Throughout the time in the working group, I was particularly
struck at the attention paid to the relationship between tool and user. Two
motifs emerged for me from the various contexts in which this relationship was theorized.
First is this notion of positioning between tool and user.
There are several stances for tool and user that were played with throughout
the time. In my observations, that of “use” remained the most dominant one.

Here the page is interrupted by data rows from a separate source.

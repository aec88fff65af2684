use async_trait::async_trait;
use serde::{Deserialize, Serialize};
use serde_json::{Map, Value};
use thiserror::Error;
use tokio::sync::watch;


/// Raw failure reported by a collaborator. Classification happens later.
#[derive(Debug, Clone, Error, PartialEq, Eq, Serialize, Deserialize)]
#[error("{message}")]
pub struct CmsError {
    pub status: Option<u16>,
    pub code: Option<String>,
    pub message: String,
}

impl CmsError {
    pub fn new(message: impl Into<String>) -> Self {
        Self {
            status: None,
            code: None,
            message: message.into(),
        }
    }

    pub fn with_status(status: u16, message: impl Into<String>) -> Self {
        Self {
            status: Some(status),
            code: None,
            message: message.into(),
        }
    }

    pub fn with_code(mut self, code: impl Into<String>) -> Self {
        self.code = Some(code.into());
        self
    }

    pub fn timeout(after: std::time::Duration) -> Self {
        Self::new(format!("Request timeout after {}ms", after.as_millis())).with_code("ETIMEDOUT")
    }
}


#[derive(Debug, Clone, PartialEq, Serialize, Deserialize)]
pub struct Document {
    pub id: String,
    pub doc_type: String,
    pub slug: Option<String>,
    pub title: Option<String>,
    #[serde(default)]
    pub fields: Map<String, Value>,
}

impl Document {
    pub fn new(id: impl Into<String>, doc_type: impl Into<String>) -> Self {
        Self {
            id: id.into(),
            doc_type: doc_type.into(),
            slug: None,
            title: None,
            fields: Map::new(),
        }
    }

    pub fn with_slug(mut self, slug: impl Into<String>) -> Self {
        self.slug = Some(slug.into());
        self
    }

    pub fn with_title(mut self, title: impl Into<String>) -> Self {
        self.title = Some(title.into());
        self
    }
}


/// Field mutations committed in one `CmsClient::patch` call.
#[derive(Debug, Clone, Default, PartialEq, Serialize, Deserialize)]
pub struct Patch {
    pub set: Map<String, Value>,
}

impl Patch {
    pub fn new() -> Self {
        Self::default()
    }

    #[must_use]
    pub fn set(mut self, field: impl Into<String>, value: impl Into<Value>) -> Self {
        self.set.insert(field.into(), value.into());
        self
    }

    pub fn is_empty(&self) -> bool {
        self.set.is_empty()
    }
}


#[async_trait]
pub trait CmsClient: Send + Sync {
    async fn fetch_by_id(&self, id: &str) -> Result<Option<Document>, CmsError>;

    async fn fetch_by_slug(&self, slug: &str) -> Result<Option<Document>, CmsError>;

    async fn delete(&self, id: &str) -> Result<(), CmsError>;

    async fn create(&self, document: Document) -> Result<Document, CmsError>;

    async fn patch(&self, id: &str, patch: Patch) -> Result<Document, CmsError>;
}


#[async_trait]
pub trait CacheInvalidator: Send + Sync {
    async fn invalidate_tag(&self, tag: &str) -> Result<(), CmsError>;

    async fn invalidate_path(&self, path: &str) -> Result<(), CmsError>;
}


pub trait NetworkMonitor: Send + Sync {
    fn is_online(&self) -> bool;

    fn subscribe(&self) -> watch::Receiver<bool>;
}


/// `NetworkMonitor` backed by a watch channel; hosts flip it from their own
/// connectivity checks.
pub struct WatchNetworkMonitor {
    sender: watch::Sender<bool>,
}

impl WatchNetworkMonitor {
    pub fn new(online: bool) -> Self {
        let (sender, _) = watch::channel(online);
        Self { sender }
    }

    pub fn set_online(&self, online: bool) {
        self.sender.send_if_modified(|current| {
            if *current == online {
                false
            } else {
                *current = online;
                true
            }
        });
    }
}

impl Default for WatchNetworkMonitor {
    fn default() -> Self {
        Self::new(true)
    }
}

impl NetworkMonitor for WatchNetworkMonitor {
    fn is_online(&self) -> bool {
        *self.sender.borrow()
    }

    fn subscribe(&self) -> watch::Receiver<bool> {
        self.sender.subscribe()
    }
}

(Even the term “user” reflects this). It speaks to how tools gain meaning,
or, further, the relationship between this network of tools of an actor such as
the biological form (hands, senses, etc.) and tools fashioned from materials
outside of us. I am wondering if tools exist outside of being acted upon. Through
use, do these tools become extensions of the body, and if so, when does this
coupling begin? Perhaps, tools begin with the identification of its
possibility, because we have begun to observe some artefacts of its form? In
short, are there tools aside from users?
Second is the notion of “mathematical tool”. The character
of the interaction extends from the relationship between tool and actor. So when,
if ever, does that relationship become distinctly mathematical? I am thinking a
lot about the remote control example, an object not (assumedly) structured as a
“mathematical” tool, but the relationship become such. I wonder, using the
tool, artefacts, signs framework, how we can say that a tool is, in its very
form, mathematical without some reference to an actor observing that form. Part
of that comes from my interactions with the remote control; I will never interact
with a remote control in the same way. Through this experience, I have brought
forth remote controls as mathematical tools, but I’m not sure I would say that the
object had this form in absence of this interaction.